TASK: Using the records below, locate all lines containing "BTreeSet" and return them.

Extracted data entries:
********************
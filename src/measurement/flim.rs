use crate::binning::FastBinning;
use crate::channel::validate_input;
use crate::config::ConfigError;
use crate::engine::core::StreamEngine;
use crate::measurement::core::{
    attach_measurement, AttachSpec, BlockWindow, Measurement, MeasurementHandle, NextError,
    TagBatch,
};
use crate::tag::{ChannelId, TagKind, Timestamp};
use std::collections::{BTreeSet, VecDeque};

/// Fluorescence-lifetime imaging: one histogram per pixel, pixels advanced
/// by marker channels.
///
/// `pixel_begin` opens (or advances to) a pixel, `pixel_end` closes it,
/// `frame_begin` resets the pixel index and publishes the finished frame
/// through the frame callback. Clicks are binned relative to the most
/// recent start event.
pub type Flim = MeasurementHandle<FlimState>;

/// Construction parameters of a [`Flim`] measurement.
#[derive(Debug, Clone)]
pub struct FlimConfig {
    pub start_channel: ChannelId,
    pub click_channel: ChannelId,
    pub pixel_begin_channel: ChannelId,
    pub n_pixels: usize,
    pub n_bins: usize,
    pub binwidth: Timestamp,
    pub pixel_end_channel: Option<ChannelId>,
    pub frame_begin_channel: Option<ChannelId>,
    /// Stop after this many frames; zero keeps acquiring with one stored
    /// frame.
    pub finish_after_frames: u32,
}

/// A completed (or in-progress) frame of pixel histograms.
#[derive(Debug, Clone)]
pub struct FlimFrame {
    pub frame_number: u32,
    pub n_pixels: usize,
    pub n_bins: usize,
    /// Row-major `n_pixels` by `n_bins` histogram counts.
    pub histograms: Vec<u32>,
    pub pixel_begins: Vec<Timestamp>,
    pub pixel_ends: Vec<Timestamp>,
    /// Pixels acquired within this frame.
    pub pixel_position: u32,
    pub begin_time: Timestamp,
    pub end_time: Timestamp,
}

/// Callback invoked on the dispatcher thread whenever a frame completes.
pub type FrameCallback = Box<dyn FnMut(&FlimFrame) + Send>;

#[derive(Debug, Clone, Copy, PartialEq, Eq)]
enum PixelPhase {
    FrameIdle,
    PixelActive,
    PixelGap,
}

pub struct FlimState {
    config: FlimConfig,
    binner: FastBinning,
    time_window: Timestamp,
    phase: PixelPhase,
    pixel_index: usize,
    last_start: Option<Timestamp>,
    histograms: Vec<u32>,
    pixel_begins: Vec<Timestamp>,
    pixel_ends: Vec<Timestamp>,
    frame_begin_time: Timestamp,
    frames_completed: u32,
    stored: VecDeque<FlimFrame>,
    summed: Vec<u64>,
    acquiring: bool,
    callback: Option<FrameCallback>,
    in_overflow: bool,
}

impl FlimState {
    fn new(config: FlimConfig, callback: Option<FrameCallback>) -> Self {
        let time_window = config.binwidth * config.n_bins as Timestamp;
        let cells = config.n_pixels * config.n_bins;
        Self {
            binner: FastBinning::new(config.binwidth as u64, (time_window - 1) as u64),
            time_window,
            phase: PixelPhase::FrameIdle,
            pixel_index: 0,
            last_start: None,
            histograms: vec![0; cells],
            pixel_begins: vec![0; config.n_pixels],
            pixel_ends: vec![0; config.n_pixels],
            frame_begin_time: 0,
            frames_completed: 0,
            stored: VecDeque::new(),
            summed: vec![0; cells],
            acquiring: true,
            callback,
            in_overflow: false,
            config,
        }
    }

    fn stored_capacity(&self) -> usize {
        self.config.finish_after_frames.max(1) as usize
    }

    fn snapshot_frame(&self, end_time: Timestamp) -> FlimFrame {
        FlimFrame {
            frame_number: self.frames_completed,
            n_pixels: self.config.n_pixels,
            n_bins: self.config.n_bins,
            histograms: self.histograms.clone(),
            pixel_begins: self.pixel_begins.clone(),
            pixel_ends: self.pixel_ends.clone(),
            pixel_position: self.pixel_index as u32,
            begin_time: self.frame_begin_time,
            end_time,
        }
    }

    fn complete_frame(&mut self, at: Timestamp) -> bool {
        let frame = self.snapshot_frame(at);
        for (sum, &count) in self.summed.iter_mut().zip(&frame.histograms) {
            *sum += u64::from(count);
        }
        if let Some(callback) = self.callback.as_mut() {
            callback(&frame);
        }
        if self.stored.len() == self.stored_capacity() {
            self.stored.pop_front();
        }
        self.stored.push_back(frame);
        self.frames_completed += 1;
        self.histograms.fill(0);
        self.pixel_begins.fill(0);
        self.pixel_ends.fill(0);
        self.pixel_index = 0;
        self.phase = PixelPhase::FrameIdle;
        self.frame_begin_time = at;
        if self.config.finish_after_frames > 0
            && self.frames_completed >= self.config.finish_after_frames
        {
            self.acquiring = false;
            return true;
        }
        false
    }

    fn close_pixel(&mut self, at: Timestamp) {
        if self.phase == PixelPhase::PixelActive {
            self.pixel_ends[self.pixel_index] = at;
            self.pixel_index += 1;
            self.phase = PixelPhase::PixelGap;
        }
    }

    fn on_pixel_begin(&mut self, at: Timestamp) -> bool {
        if !self.acquiring {
            return false;
        }
        // Without a dedicated end channel the next pixel begin closes the
        // current pixel.
        if self.phase == PixelPhase::PixelActive && self.config.pixel_end_channel.is_none() {
            self.close_pixel(at);
        }
        let mut finished = false;
        if self.pixel_index >= self.config.n_pixels {
            if self.config.frame_begin_channel.is_none() {
                finished = self.complete_frame(at);
            } else {
                // Extra pixels before the frame marker are dropped.
                return false;
            }
        }
        if self.phase != PixelPhase::PixelActive && self.acquiring {
            if self.phase == PixelPhase::FrameIdle {
                self.frame_begin_time = at;
            }
            self.pixel_begins[self.pixel_index] = at;
            self.phase = PixelPhase::PixelActive;
        }
        finished
    }

    fn on_frame_begin(&mut self, at: Timestamp) -> bool {
        if !self.acquiring {
            return false;
        }
        self.close_pixel(at);
        self.complete_frame(at)
    }

    fn on_click(&mut self, at: Timestamp) {
        if self.phase != PixelPhase::PixelActive || self.in_overflow {
            return;
        }
        let Some(start) = self.last_start else {
            return;
        };
        let dt = at - start;
        if dt >= 0 && dt < self.time_window {
            let bin = self.binner.divide(dt as u64) as usize;
            self.histograms[self.pixel_index * self.config.n_bins + bin] += 1;
        }
    }
}

impl Measurement for FlimState {
    fn next(&mut self, batch: &mut TagBatch<'_>, _window: BlockWindow) -> Result<bool, NextError> {
        let mut stop = false;
        for i in 0..batch.len() {
            batch.check_abort()?;
            let tag = batch.get(i);
            match tag.kind {
                TagKind::TimeTag => {
                    if tag.channel == self.config.start_channel {
                        self.last_start = Some(tag.time);
                    }
                    if tag.channel == self.config.pixel_begin_channel {
                        stop |= self.on_pixel_begin(tag.time);
                    }
                    if Some(tag.channel) == self.config.pixel_end_channel {
                        self.close_pixel(tag.time);
                        if self.pixel_index >= self.config.n_pixels
                            && self.config.frame_begin_channel.is_none()
                        {
                            stop |= self.complete_frame(tag.time);
                        }
                    }
                    if Some(tag.channel) == self.config.frame_begin_channel {
                        stop |= self.on_frame_begin(tag.time);
                    }
                    if tag.channel == self.config.click_channel {
                        self.on_click(tag.time);
                    }
                }
                TagKind::OverflowBegin => {
                    self.in_overflow = true;
                    self.last_start = None;
                }
                TagKind::OverflowEnd => self.in_overflow = false,
                TagKind::Error => self.last_start = None,
                TagKind::MissedEvents => {}
            }
        }
        if stop {
            batch.request_stop();
        }
        Ok(false)
    }

    fn clear(&mut self) {
        let cells = self.config.n_pixels * self.config.n_bins;
        self.phase = PixelPhase::FrameIdle;
        self.pixel_index = 0;
        self.last_start = None;
        self.histograms = vec![0; cells];
        self.pixel_begins = vec![0; self.config.n_pixels];
        self.pixel_ends = vec![0; self.config.n_pixels];
        self.frames_completed = 0;
        self.stored.clear();
        self.summed = vec![0; cells];
        self.acquiring = true;
    }
}

impl MeasurementHandle<FlimState> {
    pub fn new(engine: &StreamEngine, config: FlimConfig) -> Result<Flim, ConfigError> {
        Self::with_callback(engine, config, None)
    }

    /// Variant with a frame-completion callback, invoked on the dispatcher
    /// thread; keep it fast and non-blocking.
    pub fn with_callback(
        engine: &StreamEngine,
        config: FlimConfig,
        callback: Option<FrameCallback>,
    ) -> Result<Flim, ConfigError> {
        validate_input(config.start_channel, "Flim start channel")?;
        validate_input(config.click_channel, "Flim click channel")?;
        validate_input(config.pixel_begin_channel, "Flim pixel begin channel")?;
        if config.binwidth <= 0 {
            return Err(ConfigError::NonPositive {
                what: "binwidth",
                value: config.binwidth,
            });
        }
        if config.n_bins == 0 || config.n_pixels == 0 {
            return Err(ConfigError::Invalid {
                what: "Flim",
                detail: "n_pixels and n_bins must be nonzero".into(),
            });
        }
        let mut registered = BTreeSet::from([
            config.start_channel,
            config.click_channel,
            config.pixel_begin_channel,
        ]);
        for ch in config
            .pixel_end_channel
            .iter()
            .chain(config.frame_begin_channel.iter())
        {
            validate_input(*ch, "Flim marker channel")?;
            registered.insert(*ch);
        }
        Ok(attach_measurement(
            engine,
            FlimState::new(config, callback),
            AttachSpec {
                label: "Flim",
                registered,
                virtual_out: Vec::new(),
            },
        ))
    }

    /// Frames completed since creation or the last clear.
    pub fn frames_acquired(&self) -> u32 {
        self.with(|m| m.frames_completed)
    }

    /// False once the configured frame budget has been filled.
    pub fn is_acquiring(&self) -> bool {
        self.with(|m| m.acquiring)
    }

    /// A stored completed frame; `None` index selects the most recent.
    pub fn ready_frame(&self, index: Option<usize>) -> Option<FlimFrame> {
        self.with(|m| match index {
            Some(i) => m
                .stored
                .iter()
                .find(|frame| frame.frame_number == i as u32)
                .cloned(),
            None => m.stored.back().cloned(),
        })
    }

    /// Snapshot of the frame currently being acquired.
    pub fn current_frame(&self) -> FlimFrame {
        self.with(|m| m.snapshot_frame(m.frame_begin_time))
    }

    /// Per-pixel histograms summed over all completed frames.
    pub fn summed_frames(&self) -> Vec<u64> {
        self.with(|m| m.summed.clone())
    }

    /// Time bins of each pixel histogram in picoseconds.
    pub fn index(&self) -> Vec<Timestamp> {
        self.with(|m| {
            (0..m.config.n_bins as i64)
                .map(|i| i * m.config.binwidth)
                .collect()
        })
    }
}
********************
COMPLETED EXERCISE:
use std::collections::{BTreeSet, VecDeque};
        let mut registered = BTreeSet::from([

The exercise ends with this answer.